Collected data
____________________

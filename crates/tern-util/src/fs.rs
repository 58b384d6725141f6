use std::io::Write;
use std::path::{Path, PathBuf};

/// Walk up from `start` looking for a file named `filename`.
/// Returns the path to the directory containing the file, or `None`.
pub fn find_ancestor_with(start: &Path, filename: &str) -> Option<PathBuf> {
    let mut current = start;
    loop {
        let candidate = current.join(filename);
        if candidate.is_file() {
            return Some(current.to_path_buf());
        }
        current = current.parent()?;
    }
}

/// Ensure a directory exists, creating it and any parents if needed.
pub fn ensure_dir(path: &Path) -> std::io::Result<()> {
    if !path.exists() {
        std::fs::create_dir_all(path)?;
    }
    Ok(())
}

/// Replace the contents of `path` with `data` without ever exposing a
/// partially written file.
///
/// The bytes go to a temporary file in the same directory, are fsynced, and
/// the temporary is renamed over `path`. A crash at any point leaves either
/// the previous file or the new one.
pub fn atomic_write(path: &Path, data: &[u8]) -> std::io::Result<()> {
    let dir = match path.parent() {
        Some(p) if !p.as_os_str().is_empty() => p,
        _ => Path::new("."),
    };
    ensure_dir(dir)?;
    let mut tmp = tempfile::NamedTempFile::new_in(dir)?;
    tmp.write_all(data)?;
    tmp.as_file().sync_all()?;
    tmp.persist(path).map_err(|e| e.error)?;
    // Directory fsync makes the rename durable; not all platforms allow it.
    if let Ok(f) = std::fs::File::open(dir) {
        let _ = f.sync_all();
    }
    tracing::trace!(path = %path.display(), bytes = data.len(), "atomic write");
    Ok(())
}
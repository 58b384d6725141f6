//! Operations that tie the resolver and lockfile to an environment.
//!
//! `ops_lock` resolves a project and writes `tern.lock` under an exclusive
//! lock; `ops_sync` decides whether the lockfile may be trusted, diffs it
//! against an environment and hands the plan to an [`Installer`].

pub mod environment;
pub mod error;
pub mod installer;
pub mod ops_lock;
pub mod ops_sync;
pub mod plan;
pub mod record;

pub use environment::{EnvironmentInspector, EnvironmentState, InstalledPackage};
pub use error::SyncError;
pub use installer::{InstallError, Installer};
pub use ops_sync::{SyncOptions, SyncReport, Synchronizer};
pub use plan::{InstallPlan, PlanStep};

____________________

*DIRECTIONS FOR THIS TASK*
Scan the records above and show every line in which the word "lockfile" occurs.

*SOLUTION TO THIS PROBLEM*
//! Operations that tie the resolver and lockfile to an environment.
//! lock; `ops_sync` decides whether the lockfile may be trusted, diffs it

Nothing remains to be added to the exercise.